Copy the lines below verbatim, but only from the line containing "pub fn shape(&self)" through the end of the data.

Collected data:
::::
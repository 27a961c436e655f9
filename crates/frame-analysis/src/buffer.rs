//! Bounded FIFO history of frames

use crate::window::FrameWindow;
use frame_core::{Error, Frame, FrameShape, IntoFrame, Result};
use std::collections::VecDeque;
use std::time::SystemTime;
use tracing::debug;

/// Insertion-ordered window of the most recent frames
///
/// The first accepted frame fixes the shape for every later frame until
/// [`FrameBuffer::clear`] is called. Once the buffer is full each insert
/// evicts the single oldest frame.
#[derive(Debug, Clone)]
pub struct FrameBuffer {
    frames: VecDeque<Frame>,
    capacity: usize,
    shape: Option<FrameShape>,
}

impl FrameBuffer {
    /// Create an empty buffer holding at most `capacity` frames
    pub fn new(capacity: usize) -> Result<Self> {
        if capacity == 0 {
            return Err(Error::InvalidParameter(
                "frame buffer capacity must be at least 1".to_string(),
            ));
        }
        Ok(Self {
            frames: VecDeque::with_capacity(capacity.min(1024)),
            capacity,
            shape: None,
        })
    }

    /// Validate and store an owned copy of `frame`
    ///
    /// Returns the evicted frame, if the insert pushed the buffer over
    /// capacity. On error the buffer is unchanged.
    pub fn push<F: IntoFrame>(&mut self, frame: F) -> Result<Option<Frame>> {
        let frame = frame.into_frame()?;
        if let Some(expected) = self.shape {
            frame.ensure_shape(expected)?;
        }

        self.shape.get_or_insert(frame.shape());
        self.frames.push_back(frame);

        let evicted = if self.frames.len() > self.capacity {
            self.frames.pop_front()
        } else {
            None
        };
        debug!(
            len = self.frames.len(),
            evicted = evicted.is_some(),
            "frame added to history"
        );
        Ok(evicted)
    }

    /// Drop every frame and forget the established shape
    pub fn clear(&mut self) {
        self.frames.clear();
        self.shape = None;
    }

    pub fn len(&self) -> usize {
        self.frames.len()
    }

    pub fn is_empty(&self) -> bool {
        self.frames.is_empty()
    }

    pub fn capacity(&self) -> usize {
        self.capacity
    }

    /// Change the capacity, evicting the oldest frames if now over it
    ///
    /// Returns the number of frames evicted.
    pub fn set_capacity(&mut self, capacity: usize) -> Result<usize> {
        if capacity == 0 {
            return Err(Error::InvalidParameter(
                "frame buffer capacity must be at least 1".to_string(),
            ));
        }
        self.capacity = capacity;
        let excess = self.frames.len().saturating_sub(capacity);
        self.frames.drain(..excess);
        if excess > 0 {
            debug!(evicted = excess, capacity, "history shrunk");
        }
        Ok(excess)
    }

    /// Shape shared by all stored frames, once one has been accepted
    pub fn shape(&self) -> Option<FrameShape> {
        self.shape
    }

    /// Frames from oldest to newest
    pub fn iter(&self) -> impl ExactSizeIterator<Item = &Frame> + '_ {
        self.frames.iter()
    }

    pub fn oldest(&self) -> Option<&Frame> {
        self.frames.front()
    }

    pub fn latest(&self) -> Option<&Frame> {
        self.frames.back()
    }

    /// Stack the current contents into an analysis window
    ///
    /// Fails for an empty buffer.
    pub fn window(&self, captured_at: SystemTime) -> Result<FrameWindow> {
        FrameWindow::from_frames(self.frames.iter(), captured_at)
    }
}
::::
- _Solution to the problem_
    pub fn shape(&self) -> Option<FrameShape> {
        self.shape
    }

    /// Frames from oldest to newest
    pub fn iter(&self) -> impl ExactSizeIterator<Item = &Frame> + '_ {
        self.frames.iter()
    }

    pub fn oldest(&self) -> Option<&Frame> {
        self.frames.front()
    }

    pub fn latest(&self) -> Option<&Frame> {
        self.frames.back()
    }

    /// Stack the current contents into an analysis window
    ///
    /// Fails for an empty buffer.
    pub fn window(&self, captured_at: SystemTime) -> Result<FrameWindow> {
        FrameWindow::from_frames(self.frames.iter(), captured_at)
    }
}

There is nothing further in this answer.